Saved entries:
/// A [`Service`] currently being driven by a background dispatch task.
/// Dropping this does not stop the task - hold onto [`Self::cancellation_token`]
/// (or call [`Self::cancel`]) for that; `RunningService` is the join handle
/// plus a cheap way to reach the peer.
pub struct RunningService<R: ServiceRole, S> {
    service: Arc<S>,
    peer: Peer<R>,
    ct: CancellationToken,
    handle: tokio::task::JoinHandle<Result<(), ServiceError>>,
    _drop_guard: DropGuard,
}

impl<R: ServiceRole, S> RunningService<R, S> {
    pub fn service(&self) -> &S {
        &self.service
    }

    pub fn peer(&self) -> &Peer<R> {
        &self.peer
    }

    pub fn cancellation_token(&self) -> CancellationToken {
        self.ct.clone()
    }

    /// Resolves once the dispatch loop exits, whether because the peer
    /// closed the connection or [`Self::cancel`] was called.
    pub async fn waiting(self) -> Result<(), ServiceError> {
        self.handle
            .await
            .unwrap_or_else(|e| Err(ServiceError::Transport(Arc::new(std::io::Error::other(e)))))
    }

    /// Requests a shutdown and waits for the dispatch loop to exit.
    pub async fn cancel(self) -> Result<(), ServiceError> {
        self.ct.cancel();
        self.waiting().await
    }
}

/// Spawns the background task that owns `transport` and drives `service`
/// against it: outbound traffic `peer_rx` receives is written to the
/// transport; inbound messages read from the transport are matched against
/// outstanding requests or dispatched to `service`.
///
/// Shared verbatim by the client and server init paths once their
/// respective handshakes complete - see `service::client::serve_client_with_ct`
/// and `service::server::serve_server_with_ct`.
pub(crate) fn serve_inner<R, S, T>(
    service: S,
    transport: T,
    peer: Peer<R>,
    peer_rx: PeerRequester<R>,
    ct: CancellationToken,
) -> RunningService<R, S>
where
    R: ServiceRole,
    S: Service<R>,
    T: Transport<R> + Send + 'static,
{
    let service = Arc::new(service);
    let drop_guard = ct.clone().drop_guard();
    let handle = tokio::spawn(run_dispatch_loop(
        service.clone(),
        transport,
        peer.clone(),
        peer_rx,
        ct.clone(),
    ));
    RunningService {
        service,
        peer,
        ct,
        handle,
        _drop_guard: drop_guard,
    }
}

/// Drives `service` against `transport` without performing the `initialize`
/// handshake - the transport is assumed to already be talking to a peer that
/// either doesn't need one (a one-shot stateless request) or has completed it
/// out of band. Used by the Streamable HTTP and legacy SSE server transports
/// to hand a freshly accepted connection straight to the service.
pub fn serve_directly<R, S, T>(
    service: S,
    transport: T,
    peer_info: Option<R::PeerInfo>,
) -> RunningService<R, S>
where
    R: ServiceRole,
    S: Service<R>,
    T: Transport<R> + Send + 'static,
{
    serve_directly_with_ct(service, transport, peer_info, CancellationToken::new())
}

/// [`serve_directly`] with an externally supplied [`CancellationToken`].
pub fn serve_directly_with_ct<R, S, T>(
    service: S,
    transport: T,
    peer_info: Option<R::PeerInfo>,
    ct: CancellationToken,
) -> RunningService<R, S>
where
    R: ServiceRole,
    S: Service<R>,
    T: Transport<R> + Send + 'static,
{
    let id_provider = <Arc<AtomicU32RequestIdProvider>>::default();
    let (peer, peer_rx) = Peer::new_with_provider(id_provider, peer_info);
    serve_inner(service, transport, peer, peer_rx, ct)
}
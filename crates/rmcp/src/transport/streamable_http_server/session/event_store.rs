//! Append-only per-session event log backing `Last-Event-ID` resumption.
//!
//! Every message [`local::LocalSessionManager`](super::local::LocalSessionManager)
//! sends to a client is recorded here before it reaches any SSE stream, so a
//! stream that drops and reconnects with `Last-Event-ID` can replay whatever
//! it missed.
//!
//! Event ids are tagged with their owning session (`"{session_id}_{counter}"`)
//! rather than being a bare per-session counter, so a `Last-Event-ID` minted
//! by one session can never be mistaken for a valid offset into another
//! session's log - two sessions' counters both start at zero, so the numeric
//! part alone can't tell them apart.

use std::sync::atomic::{AtomicU64, Ordering};

use tokio::sync::{Mutex, Notify};

use super::{ServerSseMessage, SessionId};

#[derive(Debug, Clone)]
pub(super) struct StoredEvent {
    pub id: u64,
    pub message: ServerSseMessage,
}

/// A `Last-Event-ID` naming a different session than the one it was
/// presented to - spec.md §8 P5/E6: this must surface as HTTP 400 with the
/// canonical message, not a generic lookup failure.
#[derive(Debug, thiserror::Error)]
#[error("Bad Request: The Last-Event-ID header refers to a session with a different session ID.")]
pub struct WrongSessionEventId;

/// In-memory log of every message sent within one session, plus a
/// [`Notify`] new readers wait on so they don't have to poll.
pub(super) struct EventStore {
    session_id: SessionId,
    events: Mutex<Vec<StoredEvent>>,
    notify: Notify,
    next_id: AtomicU64,
}

impl EventStore {
    pub fn new(session_id: SessionId) -> Self {
        Self {
            session_id,
            events: Mutex::new(Vec::new()),
            notify: Notify::new(),
            next_id: AtomicU64::new(0),
        }
    }

    /// Records `message`, stamping it with the next event id, and wakes any
    /// reader waiting on [`Self::wait_for_more`].
    pub async fn push(&self, mut message: ServerSseMessage) -> StoredEvent {
        let id = self.next_id.fetch_add(1, Ordering::Relaxed);
        message.event_id = Some(format!("{}_{}", self.session_id, id));
        let event = StoredEvent { id, message };
        self.events.lock().await.push(event.clone());
        self.notify.notify_waiters();
        event
    }

    /// Current length of the log - the starting point for a reader that only
    /// wants events from now on (a standalone GET stream, or the live tail of
    /// a request stream).
    pub async fn len(&self) -> u64 {
        self.events.lock().await.len() as u64
    }

    /// Every event recorded with `id > since`.
    pub async fn events_after(&self, since: u64) -> Vec<StoredEvent> {
        self.events
            .lock()
            .await
            .iter()
            .filter(|e| e.id > since)
            .cloned()
            .collect()
    }

    pub async fn notified(&self) {
        self.notify.notified().await;
    }

    /// Validates that `last_event_id` was minted by this store's own session
    /// and, if so, returns the numeric offset to resume from. A malformed id
    /// (no `_`, non-numeric counter) is treated as offset 0 rather than
    /// rejected - only a session mismatch is the protocol violation P5 names.
    pub fn since_for_resume(&self, last_event_id: &str) -> Result<u64, WrongSessionEventId> {
        let Some((owner, counter)) = last_event_id.rsplit_once('_') else {
            return Ok(0);
        };
        if owner != &*self.session_id {
            return Err(WrongSessionEventId);
        }
        Ok(counter.parse().unwrap_or(0))
    }
}
use std::sync::Arc;

use axum::{
    Router,
    body::{Body, Bytes},
    extract::State,
    http::{HeaderMap, StatusCode, header},
    response::{IntoResponse, Response},
    routing::{delete, get, post},
};
use futures::{Stream, StreamExt};
use tokio_stream::wrappers::ReceiverStream;

use super::{StreamableHttpServerConfig, session::SessionManager, session::local::LocalSessionManagerError};
use crate::{
    RoleServer,
    model::{ClientJsonRpcMessage, ClientRequest},
    serve_server,
    service::serve_directly,
    transport::{
        OneshotTransport, TransportAdapterIdentity,
        common::http_header::{
            EVENT_STREAM_MIME_TYPE, HEADER_LAST_EVENT_ID, HEADER_SESSION_ID, JSON_MIME_TYPE,
        },
    },
};

#[derive(Clone)]
pub struct StreamableHttpService<S, M = super::session::local::LocalSessionManager> {
    pub config: StreamableHttpServerConfig,
    session_manager: Arc<M>,
    service_factory: Arc<dyn Fn() -> std::io::Result<S> + Send + Sync>,
}

impl<S, M> StreamableHttpService<S, M>
where
    S: crate::Service<RoleServer> + Send + 'static,
    M: SessionManager + 'static,
{
    pub fn new(
        service_factory: impl Fn() -> std::io::Result<S> + Send + Sync + 'static,
        session_manager: Arc<M>,
        config: StreamableHttpServerConfig,
    ) -> Self {
        Self {
            config,
            session_manager,
            service_factory: Arc::new(service_factory),
        }
    }

    fn get_service(&self) -> std::io::Result<S> {
        (self.service_factory)()
    }

    /// Build an axum [`Router`] serving this service at its root path.
    pub fn into_router(self: Arc<Self>) -> Router {
        Router::new()
            .route("/", get(Self::handle_get))
            .route("/", post(Self::handle_post))
            .route("/", delete(Self::handle_delete))
            .with_state(self)
    }

    fn internal_error(e: impl std::fmt::Display) -> Response {
        (StatusCode::INTERNAL_SERVER_ERROR, e.to_string()).into_response()
    }

    /// Maps a [`SessionManager::resume`] failure to a response: a
    /// cross-session `Last-Event-Id` (spec.md §8 P5/E6) is a client error,
    /// everything else stays a 500. The downcast only fires for the default
    /// [`super::session::local::LocalSessionManager`] - a custom
    /// `SessionManager` whose error type isn't `LocalSessionManagerError`
    /// falls through to the generic 500, same as before this check existed.
    fn resume_error<E: std::error::Error + 'static>(e: E) -> Response {
        let dyn_err: &dyn std::error::Error = &e;
        if matches!(
            dyn_err.downcast_ref::<LocalSessionManagerError>(),
            Some(LocalSessionManagerError::WrongSessionEventId(_))
        ) {
            return (StatusCode::BAD_REQUEST, e.to_string()).into_response();
        }
        Self::internal_error(e)
    }

    fn sse_body(
        stream: impl Stream<Item = super::session::ServerSseMessage> + Send + 'static,
        keep_alive: Option<std::time::Duration>,
    ) -> Body {
        let body_stream = async_stream::stream! {
            let mut stream = Box::pin(stream);
            let mut keep_alive_timer = keep_alive.map(tokio::time::interval);

            loop {
                tokio::select! {
                    Some(msg) = stream.next() => {
                        let data = serde_json::to_string(&msg.message)
                            .unwrap_or_else(|_| "{}".to_string());
                        let mut output = String::new();
                        if let Some(id) = msg.event_id {
                            output.push_str(&format!("id: {}\n", id));
                        }
                        output.push_str(&format!("data: {}\n\n", data));
                        yield Ok::<_, std::io::Error>(Bytes::from(output));
                    }
                    _ = async {
                        match keep_alive_timer.as_mut() {
                            Some(timer) => { timer.tick().await; }
                            None => { std::future::pending::<()>().await; }
                        }
                    } => {
                        yield Ok(Bytes::from(":ping\n\n"));
                    }
                    else => break,
                }
            }
        };
        Body::from_stream(body_stream)
    }

    fn sse_response(body: Body, session_id: Option<&str>) -> Response {
        crate::transport::common::axum::sse_response(body, session_id)
    }

    async fn handle_get(
        State(service): State<Arc<Self>>,
        headers: HeaderMap,
    ) -> Response {
        let accept = headers.get(header::ACCEPT).and_then(|h| h.to_str().ok());
        if !accept.is_some_and(|h| h.contains(EVENT_STREAM_MIME_TYPE)) {
            return (
                StatusCode::NOT_ACCEPTABLE,
                "Not Acceptable: Client must accept text/event-stream",
            )
                .into_response();
        }

        let Some(session_id) = headers
            .get(HEADER_SESSION_ID)
            .and_then(|v| v.to_str().ok())
            .map(|s| s.to_owned().into())
        else {
            return (StatusCode::UNAUTHORIZED, "Unauthorized: Session ID is required")
                .into_response();
        };

        tracing::debug!(%session_id, "GET request for SSE stream");

        match service.session_manager.has_session(&session_id).await {
            Ok(true) => {}
            Ok(false) => {
                return (StatusCode::UNAUTHORIZED, "Unauthorized: Session not found")
                    .into_response();
            }
            Err(e) => return Self::internal_error(e),
        }

        let last_event_id = headers
            .get(HEADER_LAST_EVENT_ID)
            .and_then(|v| v.to_str().ok())
            .map(|s| s.to_owned());

        let stream: std::pin::Pin<
            Box<dyn Stream<Item = super::session::ServerSseMessage> + Send>,
        > = if let Some(last_event_id) = last_event_id {
            tracing::debug!(%session_id, %last_event_id, "Resuming stream from last event");
            match service.session_manager.resume(&session_id, last_event_id).await {
                Ok(stream) => Box::pin(stream),
                Err(e) => return Self::resume_error(e),
            }
        } else {
            tracing::debug!(%session_id, "Creating standalone stream");
            match service.session_manager.create_standalone_stream(&session_id).await {
                Ok(stream) => Box::pin(stream),
                Err(e) => return Self::internal_error(e),
            }
        };

        Self::sse_response(Self::sse_body(stream, service.config.sse_keep_alive), None)
    }

    async fn handle_post(
        State(service): State<Arc<Self>>,
        headers: HeaderMap,
        body: Bytes,
    ) -> Response {
        let accept = headers.get(header::ACCEPT).and_then(|h| h.to_str().ok());
        if !accept.is_some_and(|h| h.contains(JSON_MIME_TYPE) && h.contains(EVENT_STREAM_MIME_TYPE)) {
            return (
                StatusCode::NOT_ACCEPTABLE,
                "Not Acceptable: Client must accept both application/json and text/event-stream",
            )
                .into_response();
        }

        let content_type = headers.get(header::CONTENT_TYPE).and_then(|h| h.to_str().ok());
        if !content_type.is_some_and(|h| h.starts_with(JSON_MIME_TYPE)) {
            return (
                StatusCode::UNSUPPORTED_MEDIA_TYPE,
                "Unsupported Media Type: Content-Type must be application/json",
            )
                .into_response();
        }

        let mut message: ClientJsonRpcMessage = match serde_json::from_slice(&body) {
            Ok(message) => message,
            Err(e) => return (StatusCode::BAD_REQUEST, e.to_string()).into_response(),
        };

        tracing::debug!(?message, "POST request with message");

        if !service.config.stateful_mode {
            return Self::handle_post_stateless(service, message).await;
        }

        let session_id = headers
            .get(HEADER_SESSION_ID)
            .and_then(|v| v.to_str().ok())
            .map(|s| s.to_owned());

        let Some(session_id) = session_id else {
            tracing::debug!("POST request without session, creating new session");
            return Self::handle_post_new_session(service, message).await;
        };

        let session_id: super::session::SessionId = session_id.into();
        tracing::debug!(%session_id, "POST request with existing session");

        match service.session_manager.has_session(&session_id).await {
            Ok(true) => {}
            Ok(false) => {
                tracing::warn!(%session_id, "Session not found");
                return (StatusCode::UNAUTHORIZED, "Unauthorized: Session not found")
                    .into_response();
            }
            Err(e) => return Self::internal_error(e),
        }

        match message {
            ClientJsonRpcMessage::Request(_) => {
                let stream = match service.session_manager.create_stream(&session_id, message).await {
                    Ok(stream) => stream,
                    Err(e) => return Self::internal_error(e),
                };
                Self::sse_response(Self::sse_body(stream, service.config.sse_keep_alive), None)
            }
            ClientJsonRpcMessage::Notification(_)
            | ClientJsonRpcMessage::Response(_)
            | ClientJsonRpcMessage::Error(_) => {
                if let Err(e) = service.session_manager.accept_message(&session_id, message).await {
                    return Self::internal_error(e);
                }
                StatusCode::ACCEPTED.into_response()
            }
            ClientJsonRpcMessage::BatchRequest(_) | ClientJsonRpcMessage::BatchResponse(_) => {
                (StatusCode::NOT_IMPLEMENTED, "Batch requests are not supported yet").into_response()
            }
        }
    }

    async fn handle_post_new_session(service: Arc<Self>, mut message: ClientJsonRpcMessage) -> Response {
        let (session_id, transport) = match service.session_manager.create_session().await {
            Ok(result) => result,
            Err(e) => return Self::internal_error(e),
        };

        tracing::info!(%session_id, "Created new session");

        match &mut message {
            ClientJsonRpcMessage::Request(req) if matches!(req.request, ClientRequest::InitializeRequest(_)) => {}
            _ => {
                return (StatusCode::UNPROCESSABLE_ENTITY, "Expected initialize request").into_response();
            }
        }

        let service_instance = match service.get_service() {
            Ok(instance) => instance,
            Err(e) => return Self::internal_error(e),
        };

        tokio::spawn({
            let session_manager = service.session_manager.clone();
            let session_id = session_id.clone();
            async move {
                let running = serve_server::<S, M::Transport, _, TransportAdapterIdentity>(
                    service_instance,
                    transport,
                )
                .await;
                match running {
                    Ok(running) => {
                        let _ = running.waiting().await;
                    }
                    Err(e) => tracing::error!("Failed to create service: {e}"),
                }
                let _ = session_manager.close_session(&session_id).await.inspect_err(|e| {
                    tracing::error!("Failed to close session {session_id}: {e}");
                });
            }
        });

        let response = match service.session_manager.initialize_session(&session_id, message).await {
            Ok(response) => response,
            Err(e) => return Self::internal_error(e),
        };

        let body_stream = async_stream::stream! {
            yield Ok::<_, std::io::Error>(Bytes::from(format!(
                "data: {}\n\n",
                serde_json::to_string(&response).unwrap_or_else(|_| "{}".to_string())
            )));
        };

        Self::sse_response(Body::from_stream(body_stream), Some(session_id.as_ref()))
    }

    async fn handle_post_stateless(service: Arc<Self>, message: ClientJsonRpcMessage) -> Response {
        tracing::debug!("POST request in stateless mode");

        let ClientJsonRpcMessage::Request(request) = message else {
            return (StatusCode::UNPROCESSABLE_ENTITY, "Unexpected message type").into_response();
        };

        let service_instance = match service.get_service() {
            Ok(instance) => instance,
            Err(e) => return Self::internal_error(e),
        };

        let (transport, receiver) =
            OneshotTransport::<RoleServer>::new(ClientJsonRpcMessage::Request(request));
        let service_handle = serve_directly(service_instance, transport, None);

        tokio::spawn(async move {
            let _ = service_handle.waiting().await;
        });

        let stream = ReceiverStream::new(receiver).map(|message| {
            let data = serde_json::to_string(&message).unwrap_or_else(|_| "{}".to_string());
            Ok::<_, std::io::Error>(Bytes::from(format!("data: {}\n\n", data)))
        });

        let body_stream = async_stream::stream! {
            let mut stream = Box::pin(stream);
            let keep_alive = service.config.sse_keep_alive;
            let mut keep_alive_timer = keep_alive.map(tokio::time::interval);
            loop {
                tokio::select! {
                    Some(result) = stream.next() => {
                        yield result;
                    }
                    _ = async {
                        match keep_alive_timer.as_mut() {
                            Some(timer) => { timer.tick().await; }
                            None => { std::future::pending::<()>().await; }
                        }
                    } => {
                        yield Ok(Bytes::from(":ping\n\n"));
                    }
                    else => break,
                }
            }
        };

        Self::sse_response(Body::from_stream(body_stream), None)
    }

    async fn handle_delete(State(service): State<Arc<Self>>, headers: HeaderMap) -> Response {
        let Some(session_id) = headers
            .get(HEADER_SESSION_ID)
            .and_then(|v| v.to_str().ok())
            .map(|s| s.to_owned().into())
        else {
            return (StatusCode::UNAUTHORIZED, "Unauthorized: Session ID is required").into_response();
        };

        tracing::debug!(%session_id, "DELETE request to close session");

        if let Err(e) = service.session_manager.close_session(&session_id).await {
            return Self::internal_error(e);
        }

        tracing::info!(%session_id, "Session closed");
        StatusCode::NO_CONTENT.into_response()
    }
}
use std::sync::Arc;

use actix_web::{
    HttpRequest, HttpResponse, Result,
    error::InternalError,
    http::{StatusCode, header},
    middleware,
    web::{self, Bytes, Data},
};
use futures::{Stream, StreamExt};
use tokio_stream::wrappers::ReceiverStream;

use super::{StreamableHttpServerConfig, session::SessionManager, session::local::LocalSessionManagerError};
use crate::{
    RoleServer,
    model::{ClientJsonRpcMessage, ClientRequest},
    serve_server,
    service::serve_directly,
    transport::{
        OneshotTransport, TransportAdapterIdentity,
        common::http_header::{
            EVENT_STREAM_MIME_TYPE, HEADER_LAST_EVENT_ID, HEADER_SESSION_ID,
            HEADER_X_ACCEL_BUFFERING, JSON_MIME_TYPE,
        },
    },
};

#[derive(Clone)]
pub struct StreamableHttpService<S, M = super::session::local::LocalSessionManager> {
    pub config: StreamableHttpServerConfig,
    session_manager: Arc<M>,
    service_factory: Arc<dyn Fn() -> Result<S, std::io::Error> + Send + Sync>,
}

- [What you are asked to do]:
From the records above, copy each line that contains the word "owner".

- [Task solution]:
        let Some((owner, counter)) = last_event_id.rsplit_once('_') else {
        if owner != &*self.session_id {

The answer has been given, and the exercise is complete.